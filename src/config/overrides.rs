//! Command-line overrides layered on top of the config file.

use crate::config::schema::BrokerConfig;

/// Settings given on the command line. They win over the file, including
/// after a hot reload.
#[derive(Debug, Clone, Default, PartialEq, Eq)]
pub struct ConfigOverrides {
    pub port: Option<u16>,
    pub address: Option<String>,
    pub domain: Option<String>,
    pub secure: bool,
    pub max_sockets: Option<usize>,
    pub landing: Option<String>,
    pub auth: Option<String>,
}

impl ConfigOverrides {
    pub fn apply(&self, config: &mut BrokerConfig) {
        if self.port.is_some() || self.address.is_some() {
            let (file_host, file_port) = split_bind_address(&config.listener.bind_address);
            let host = self.address.clone().unwrap_or(file_host);
            let port = self.port.or(file_port).unwrap_or(80);
            config.listener.bind_address = join_bind_address(&host, port);
        }
        if let Some(domain) = &self.domain {
            config.tunnels.domain = Some(domain.clone());
        }
        if self.secure {
            config.tunnels.secure = true;
        }
        if let Some(max_sockets) = self.max_sockets {
            config.registry.max_sockets = max_sockets;
        }
        if let Some(landing) = &self.landing {
            config.tunnels.landing_page = landing.clone();
        }
        if let Some(auth) = &self.auth {
            config.tunnels.auth = Some(auth.clone());
        }
    }
}

fn split_bind_address(bind: &str) -> (String, Option<u16>) {
    match bind.rsplit_once(':') {
        Some((host, port)) => (
            host.trim_start_matches('[').trim_end_matches(']').to_string(),
            port.parse().ok(),
        ),
        None => (bind.to_string(), None),
    }
}

fn join_bind_address(host: &str, port: u16) -> String {
    if host.contains(':') {
        format!("[{}]:{}", host, port)
    } else {
        format!("{}:{}", host, port)
    }
}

--------------------------------------------------

— Assigned task —
Output the lines above verbatim and in full.

— Answer to the problem —
filename src/config/overrides.rs
//! Command-line overrides layered on top of the config file.

use crate::config::schema::BrokerConfig;

/// Settings given on the command line. They win over the file, including
/// after a hot reload.
#[derive(Debug, Clone, Default, PartialEq, Eq)]
pub struct ConfigOverrides {
    pub port: Option<u16>,
    pub address: Option<String>,
    pub domain: Option<String>,
    pub secure: bool,
    pub max_sockets: Option<usize>,
    pub landing: Option<String>,
    pub auth: Option<String>,
}

impl ConfigOverrides {
    pub fn apply(&self, config: &mut BrokerConfig) {
        if self.port.is_some() || self.address.is_some() {
            let (file_host, file_port) = split_bind_address(&config.listener.bind_address);
            let host = self.address.clone().unwrap_or(file_host);
            let port = self.port.or(file_port).unwrap_or(80);
            config.listener.bind_address = join_bind_address(&host, port);
        }
        if let Some(domain) = &self.domain {
            config.tunnels.domain = Some(domain.clone());
        }
        if self.secure {
            config.tunnels.secure = true;
        }
        if let Some(max_sockets) = self.max_sockets {
            config.registry.max_sockets = max_sockets;
        }
        if let Some(landing) = &self.landing {
            config.tunnels.landing_page = landing.clone();
        }
        if let Some(auth) = &self.auth {
            config.tunnels.auth = Some(auth.clone());
        }
    }
}

fn split_bind_address(bind: &str) -> (String, Option<u16>) {
    match bind.rsplit_once(':') {
        Some((host, port)) => (
            host.trim_start_matches('[').trim_end_matches(']').to_string(),
            port.parse().ok(),
        ),
        None => (bind.to_string(), None),
    }
}

fn join_bind_address(host: &str, port: u16) -> String {
    if host.contains(':') {
        format!("[{}]:{}", host, port)
    } else {
        format!("{}:{}", host, port)
    }
}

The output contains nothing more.